7 Albums is a small show. All 12 of the objects included are shown in one room, while Davey’s film “Notes on Blue” is shown in another. When I first saw the objects — framed C-prints, gelatin silver prints, and a chromogenic color print — I wasn’t sure what to make of them. I knew they were not of anything in particular, that they were perhaps pointing toward something. The striking pieces, which recall her works from Burn the Diaries, are photographed photos of scenes and objects with tiny colored stickies or labels on them. The brightly colored stickies and labels create a miniature constellation, while the photographing of photographs creates a doubling effect, informing the viewer that the work is not to be read or seen as it is. Instead, we are to read the work as a stand-in — it is mirroring something else, something ghosting the show. This something else is Jarman, the man and artist, and Jarman’s final film, Blue.

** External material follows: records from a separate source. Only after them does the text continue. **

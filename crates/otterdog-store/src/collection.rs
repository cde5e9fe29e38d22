//! A small document-store-shaped backend for the webhook service's
//! `installations`/`configurations`/`tasks`/`pull_requests` collections:
//! JSON documents keyed by id, queried with the same
//! `pageIndex`/`pageSize`/`sortField`/`sortOrder` shape a real document
//! database would expose, plus per-field equality filters.

use std::collections::BTreeMap;
use std::sync::RwLock;

use serde::{Deserialize, Serialize};
use serde_json::Value;

#[derive(Debug, Clone, Copy, PartialEq, Eq, Serialize, Deserialize)]
#[serde(rename_all = "lowercase")]
pub enum SortOrder {
    Asc,
    Desc,
}

#[derive(Debug, Clone, Default)]
pub struct PageRequest {
    pub page_index: usize,
    pub page_size: usize,
    pub sort_field: Option<String>,
    pub sort_order: Option<SortOrder>,
    /// Equality filters, field name -> expected value.
    pub filters: Vec<(String, Value)>,
}

impl PageRequest {
    pub fn new(page_index: usize, page_size: usize) -> Self {
        Self {
            page_index,
            page_size: page_size.max(1),
            ..Default::default()
        }
    }

    pub fn sorted_by(mut self, field: impl Into<String>, order: SortOrder) -> Self {
        self.sort_field = Some(field.into());
        self.sort_order = Some(order);
        self
    }

    pub fn filter(mut self, field: impl Into<String>, value: impl Into<Value>) -> Self {
        self.filters.push((field.into(), value.into()));
        self
    }
}

#[derive(Debug, Clone)]
pub struct Page<T> {
    pub items: Vec<T>,
    pub total_count: usize,
}

/// An in-process document collection. Persistence is in-memory; the
/// webhook service process keeps one of these per collection for the
/// lifetime of the process, matching the task engine's "persist before and
/// after execution" contract without pulling in a database driver.
pub struct Collection<T> {
    documents: RwLock<BTreeMap<String, T>>,
}

impl<T> Default for Collection<T> {
    fn default() -> Self {
        Self {
            documents: RwLock::new(BTreeMap::new()),
        }
    }
}

impl<T: Clone + Serialize> Collection<T> {
    pub fn new() -> Self {
        Self::default()
    }

    pub fn upsert(&self, id: impl Into<String>, document: T) {
        self.documents.write().unwrap().insert(id.into(), document);
    }

    pub fn get(&self, id: &str) -> Option<T> {
        self.documents.read().unwrap().get(id).cloned()
    }

    pub fn remove(&self, id: &str) -> Option<T> {
        self.documents.write().unwrap().remove(id)
    }

    pub fn len(&self) -> usize {
        self.documents.read().unwrap().len()
    }

    pub fn is_empty(&self) -> bool {
        self.len() == 0
    }

    /// Filters, sorts, then pages. Filtering and sorting compare through
    /// `serde_json::to_value`, so callers name fields the way they'd name a
    /// JSON key rather than a Rust field.
    pub fn query(&self, request: &PageRequest) -> Page<T> {
        let documents = self.documents.read().unwrap();
        let mut matched: Vec<&T> = documents
            .values()
            .filter(|doc| {
                let Ok(value) = serde_json::to_value(doc) else {
                    return false;
                };
                request.filters.iter().all(|(field, expected)| value.get(field) == Some(expected))
            })
            .collect();

        if let Some(field) = &request.sort_field {
            matched.sort_by(|a, b| {
                let av = serde_json::to_value(a).ok().and_then(|v| v.get(field).cloned());
                let bv = serde_json::to_value(b).ok().and_then(|v| v.get(field).cloned());
                compare_values(&av, &bv)
            });
            if request.sort_order == Some(SortOrder::Desc) {
                matched.reverse();
            }
        }

        let total_count = matched.len();
        let start = request.page_index.saturating_mul(request.page_size).min(total_count);
        let end = (start + request.page_size).min(total_count);
        Page {
            items: matched[start..end].iter().map(|doc| (*doc).clone()).collect(),
            total_count,
        }
    }
}

fn compare_values(a: &Option<Value>, b: &Option<Value>) -> std::cmp::Ordering {
    match (a, b) {
        (Some(Value::Number(a)), Some(Value::Number(b))) => a
            .as_f64()
            .partial_cmp(&b.as_f64())
            .unwrap_or(std::cmp::Ordering::Equal),
        (Some(Value::String(a)), Some(Value::String(b))) => a.cmp(b),
        _ => std::cmp::Ordering::Equal,
    }
}

#[cfg(test)]
mod tests {
    use super::*;

    #[derive(Debug, Clone, Serialize)]
    struct Task {
        id: String,
        status: String,
        attempt: u32,
    }

    fn sample() -> Collection<Task> {
        let collection = Collection::new();
        collection.upsert("1", Task { id: "1".into(), status: "done".into(), attempt: 3 });
        collection.upsert("2", Task { id: "2".into(), status: "pending".into(), attempt: 1 });
        collection.upsert("3", Task { id: "3".into(), status: "pending".into(), attempt: 2 });
        collection
    }

    #[test]
    fn filter_by_field_value() {
        let collection = sample();
        let page = collection.query(&PageRequest::new(0, 10).filter("status", "pending"));
        assert_eq!(page.total_count, 2);
    }

    #[test]
    fn sort_and_page() {
        let collection = sample();
        let page = collection.query(&PageRequest::new(0, 2).sorted_by("attempt", SortOrder::Asc));
        assert_eq!(page.items.len(), 2);
        assert_eq!(page.items[0].attempt, 1);
        assert_eq!(page.total_count, 3);
    }

    #[test]
    fn second_page_respects_page_size() {
        let collection = sample();
        let page = collection.query(&PageRequest::new(1, 2).sorted_by("attempt", SortOrder::Asc));
        assert_eq!(page.items.len(), 1);
        assert_eq!(page.items[0].attempt, 3);
    }
}
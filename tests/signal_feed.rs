use chrono::NaiveTime;
use rand::SeedableRng;
use rand::rngs::StdRng;
use signal_chart::application::{SignalFeed, TickOutcome};
use signal_chart::config::SignalConfig;
use signal_chart::domain::errors::ErrorKind;
use signal_chart::domain::market_data::Asset;
use signal_chart::domain::signal::{MarketEvent, SignalOutcome};
use wasm_bindgen_test::*;

fn at(hour: u32, minute: u32) -> NaiveTime {
    NaiveTime::from_hms_opt(hour, minute, 0).unwrap()
}

fn always_emitting() -> SignalConfig {
    SignalConfig { emission_probability: 1.0, ..SignalConfig::default() }
}

#[wasm_bindgen_test]
fn closed_market_never_emits() {
    let mut feed = SignalFeed::new(&always_emitting()).unwrap();
    let mut rng = StdRng::seed_from_u64(1);

    assert_eq!(feed.tick(at(8, 59), &mut rng), TickOutcome::MarketClosed);
    assert_eq!(feed.tick(at(18, 0), &mut rng), TickOutcome::MarketClosed);
    assert!(feed.history().is_empty());
    assert!(feed.current().is_none());
}

#[wasm_bindgen_test]
fn emitted_signal_is_recorded() {
    let mut feed = SignalFeed::new(&always_emitting()).unwrap();
    feed.set_asset(Asset::from("GBP/USD"));
    feed.set_investment(Some(200.0));
    let mut rng = StdRng::seed_from_u64(2);

    let TickOutcome::Emitted(signal) = feed.tick(at(10, 30), &mut rng) else {
        panic!("expected a signal");
    };
    assert_eq!(signal.asset.name(), "GBP/USD");
    assert!((70..100).contains(&signal.confidence));
    assert!((signal.estimated_profit - 170.0).abs() < 1e-9);

    let record = feed.history().latest().unwrap();
    assert_eq!(record.direction, signal.direction);
    assert_eq!(record.time_label(), "10:30:00");
    assert_eq!(feed.current(), Some(&signal));
}

#[wasm_bindgen_test]
fn zero_probability_is_silent() {
    let config = SignalConfig { emission_probability: 0.0, ..SignalConfig::default() };
    let mut feed = SignalFeed::new(&config).unwrap();
    let mut rng = StdRng::seed_from_u64(3);

    for _ in 0..100 {
        assert_eq!(feed.tick(at(12, 0), &mut rng), TickOutcome::NoSignal);
    }
}

#[test]
fn history_is_bounded_newest_first() {
    let mut feed = SignalFeed::new(&always_emitting()).unwrap();
    let mut rng = StdRng::seed_from_u64(4);

    for minute in 0..30 {
        feed.tick(at(11, minute), &mut rng);
    }
    let history = feed.history();
    assert_eq!(history.len(), 20);
    assert_eq!(history.latest().unwrap().time_label(), "11:29:00");
    assert_eq!(history.iter().last().unwrap().time_label(), "11:10:00");
}

#[test]
fn default_investment_applies_without_override() {
    let mut feed = SignalFeed::new(&always_emitting()).unwrap();
    feed.set_investment(Some(-5.0));
    let mut rng = StdRng::seed_from_u64(5);

    let TickOutcome::Emitted(signal) = feed.tick(at(9, 0), &mut rng) else {
        panic!("expected a signal");
    };
    assert!((signal.estimated_profit - 85.0).abs() < 1e-9);
}

#[test]
fn settling_updates_win_rate() {
    let mut feed = SignalFeed::new(&always_emitting()).unwrap();
    let mut rng = StdRng::seed_from_u64(6);
    feed.tick(at(13, 0), &mut rng);
    feed.tick(at(13, 1), &mut rng);

    assert!(feed.history_mut().settle(0, SignalOutcome::Win, 85.0));
    assert!(feed.history_mut().settle(1, SignalOutcome::Loss, -100.0));
    assert!(!feed.history_mut().settle(5, SignalOutcome::Win, 1.0));
    assert_eq!(feed.history().win_rate(), Some(0.5));
}

#[test]
fn session_boundaries_announced_on_the_hour() {
    let feed = SignalFeed::new(&SignalConfig::default()).unwrap();

    assert_eq!(feed.market_event(at(9, 0)), Some(MarketEvent::Opened));
    assert_eq!(feed.market_event(at(18, 0)), Some(MarketEvent::Closed));
    assert_eq!(feed.market_event(at(9, 1)), None);
    assert!(feed.is_market_open(at(17, 59)));
    assert!(!feed.is_market_open(at(18, 0)));
}

#[test]
fn invalid_stake_settings_refused() {
    let config = SignalConfig {
        emission_probability: 1.0,
        default_investment: -5.0,
        payout_ratio: -2.0,
        ..SignalConfig::default()
    };
    let err = SignalFeed::new(&config).err().unwrap();
    assert_eq!(err.kind(), ErrorKind::Configuration);
}
//! JavaScript bindings. Minimal logic: a bridge to the application layer.

pub mod wasm_api;

pub use wasm_api::{ChartWidget, SignalTicker};
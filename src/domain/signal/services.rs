use rand::Rng;

use super::{Signal, SignalDirection};
use crate::config::SignalConfig;
use crate::domain::market_data::Asset;

/// Simulated trading session, `[open_hour, close_hour)` local time
#[derive(Debug, Clone, Copy, PartialEq, Eq)]
pub struct MarketHours {
    pub open_hour: u32,
    pub close_hour: u32,
}

/// Session boundary crossed at an exact minute
#[derive(Debug, Clone, Copy, PartialEq, Eq)]
pub enum MarketEvent {
    Opened,
    Closed,
}

impl Default for MarketHours {
    fn default() -> Self {
        Self { open_hour: 9, close_hour: 18 }
    }
}

impl MarketHours {
    pub fn is_open(&self, hour: u32) -> bool {
        hour >= self.open_hour && hour < self.close_hour
    }

    /// `Opened` at `open_hour:00`, `Closed` at `close_hour:00`
    pub fn transition(&self, hour: u32, minute: u32) -> Option<MarketEvent> {
        match (hour, minute) {
            (h, 0) if h == self.open_hour => Some(MarketEvent::Opened),
            (h, 0) if h == self.close_hour => Some(MarketEvent::Closed),
            _ => None,
        }
    }
}

/// Random signal source. There is no analysis behind it.
#[derive(Debug, Clone, Copy, PartialEq)]
pub struct SignalEngine {
    emission_probability: f64,
    payout_ratio: f64,
}

impl Default for SignalEngine {
    fn default() -> Self {
        Self { emission_probability: 0.3, payout_ratio: 0.85 }
    }
}

impl SignalEngine {
    pub fn new(emission_probability: f64, payout_ratio: f64) -> Self {
        Self {
            emission_probability: emission_probability.clamp(0.0, 1.0),
            payout_ratio,
        }
    }

    pub fn from_config(config: &SignalConfig) -> Self {
        Self::new(config.emission_probability, config.payout_ratio)
    }

    /// Roll for a signal. Draw order: emission, direction, confidence.
    pub fn evaluate<R: Rng + ?Sized>(&self, rng: &mut R, asset: &Asset, investment: f64) -> Option<Signal> {
        if rng.r#gen::<f64>() <= 1.0 - self.emission_probability {
            return None;
        }

        let direction = if rng.r#gen::<f64>() > 0.5 {
            SignalDirection::Call
        } else {
            SignalDirection::Put
        };
        let confidence = (rng.r#gen::<f64>() * 30.0).floor() as u8 + 70;

        Some(Signal {
            direction,
            asset: asset.clone(),
            confidence,
            estimated_profit: self.estimated_profit(investment),
        })
    }

    pub fn estimated_profit(&self, investment: f64) -> f64 {
        investment * self.payout_ratio
    }
}

#[cfg(test)]
mod tests {
    use super::*;
    use rand::SeedableRng;
    use rand::rngs::StdRng;

    #[test]
    fn session_bounds() {
        let hours = MarketHours::default();
        assert!(!hours.is_open(8));
        assert!(hours.is_open(9));
        assert!(hours.is_open(17));
        assert!(!hours.is_open(18));
    }

    #[test]
    fn transitions_only_on_the_hour() {
        let hours = MarketHours::default();
        assert_eq!(hours.transition(9, 0), Some(MarketEvent::Opened));
        assert_eq!(hours.transition(18, 0), Some(MarketEvent::Closed));
        assert_eq!(hours.transition(9, 1), None);
        assert_eq!(hours.transition(12, 0), None);
    }

    #[test]
    fn certain_engine_always_emits_in_range() {
        let engine = SignalEngine::new(1.0, 0.85);
        let mut rng = StdRng::seed_from_u64(3);
        for _ in 0..100 {
            let signal = engine.evaluate(&mut rng, &Asset::default(), 100.0).unwrap();
            assert!((70..=99).contains(&signal.confidence));
            assert!((signal.estimated_profit - 85.0).abs() < 1e-9);
        }
    }

    #[test]
    fn silent_engine_never_emits() {
        let engine = SignalEngine::new(0.0, 0.85);
        let mut rng = StdRng::seed_from_u64(3);
        assert!((0..100).all(|_| engine.evaluate(&mut rng, &Asset::default(), 100.0).is_none()));
    }
}
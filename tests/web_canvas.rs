#![cfg(target_arch = "wasm32")]

use signal_chart::application::ChartService;
use signal_chart::config::ChartConfig;
use signal_chart::domain::errors::ErrorKind;
use signal_chart::infrastructure::rendering::{Surface, WebCanvasSurface};
use wasm_bindgen::JsCast;
use wasm_bindgen_test::*;

wasm_bindgen_test_configure!(run_in_browser);

fn mount_canvas(id: &str, width: &str, height: &str) -> web_sys::HtmlCanvasElement {
    let document = web_sys::window().unwrap().document().unwrap();
    let canvas = document
        .create_element("canvas")
        .unwrap()
        .dyn_into::<web_sys::HtmlCanvasElement>()
        .unwrap();
    canvas.set_id(id);
    canvas.set_attribute("style", &format!("display:block;width:{};height:{}", width, height)).unwrap();
    document.body().unwrap().append_child(&canvas).unwrap();
    canvas
}

#[wasm_bindgen_test]
fn missing_canvas_is_a_precondition_failure() {
    let err = WebCanvasSurface::attach("no-such-canvas", 2.0).err().unwrap();
    assert_eq!(err.kind(), ErrorKind::PreconditionFailed);
}

#[wasm_bindgen_test]
fn backing_store_follows_device_pixel_ratio() {
    let canvas = mount_canvas("chart-dpr", "400px", "300px");
    let surface = WebCanvasSurface::attach("chart-dpr", 2.0).unwrap();

    assert_eq!(surface.logical_size(), (400.0, 300.0));
    assert_eq!((canvas.width(), canvas.height()), (800, 600));
}

#[wasm_bindgen_test]
fn renders_into_the_page() {
    mount_canvas("chart-render", "400px", "400px");
    let mut surface = WebCanvasSurface::attach("chart-render", 1.0).unwrap();
    let mut service = ChartService::seeded(ChartConfig::default(), 42).unwrap();

    let summary = service.refresh(&mut surface).unwrap();
    assert_eq!(summary.bar_count, 50);
}

#[wasm_bindgen_test]
fn hidden_canvas_is_not_painted() {
    mount_canvas("chart-hidden", "0px", "0px");
    let mut surface = WebCanvasSurface::attach("chart-hidden", 1.0).unwrap();
    let mut service = ChartService::seeded(ChartConfig::default(), 42).unwrap();

    let err = service.refresh(&mut surface).unwrap_err();
    assert_eq!(err.kind(), ErrorKind::PreconditionFailed);
}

The adhering of stickies to the photographs is reminiscent of archival work, the process of choosing or approving images with colored labels. In this sense, Davey’s 12 pieces appear as evidence or objects in an archive. Without context, however, the pieces float, as if disconnected from any narrative. Davey’s short film “Notes on Blue” provides a semblance of narrative; it is the adhesive that keeps the pieces afloat. “Notes on Blue” is also a series of fragments, seemingly unrelated aside from their loose connections with aspects of Jarman’s Blue: blindness, autobiography and use of the I, audio vs. visual, and so on. The film, constructed from Davey’s notes, references and folds in such disparate artists and writers as Genet, Fassbinder, Anne Sexton, Sylvia Plath, Borges, PJ Harvey, and Chris Kraus. In it, Davey paces throughout the rooms and corridors of her apartment, reciting her notes from what appears to be an iPhone. The notes, associative and exploratory, add ever-additional layers of webbing to the already fragmented presentation of Jarman’s Blue. Davey’s own blindness as a result of multiple sclerosis is connected to Jarman’s blindness as a result of AIDS-related complications. This and other connections remains loose — a note here, an additive there, one more layer appended to Davey’s growing constellation of images, notes, and meaning.
“Notes on Blue” is the result of Davey’s immersion in Jarman’s archive. At one point in the film Davey quotes Fassbinder’s stating that building work out of one’s autobiographical experience allows for a richer experience. True to this, Davey’s stepping into her own life while also stepping into Jarman’s makes for a deeper work. Through the lens of herself, she is able to enter the bubble of Jarman’s own universe, what Jakob von Uexküll terms an Umwelt, and show us around. Invited by the Walker Art Center, Davey submerged herself in Jarman’s autobiographical books and sketchbooks. The pieces in her current exhibition appear to document, to show archived material, and the film is Davey’s own kind of audio-visual diary/sketchbook in response to Jarman’s Blue — it serves as a guide. Constellating, it neither reduces nor attempts to categorize; instead, it adds. Full moons appear throughout the film — moons that are ominous, mysterious, unlike the moon I’ve seen. A rock, a strange new world. These moons appear as almost everything interpreted through the lens, the eyes, of Moyra Davey: unrecognizable, otherworldly.
Moyra Davey: 7 Albums continues at Murray Guy (453 W 17th Street, Chelsea, Manhattan) through May 22.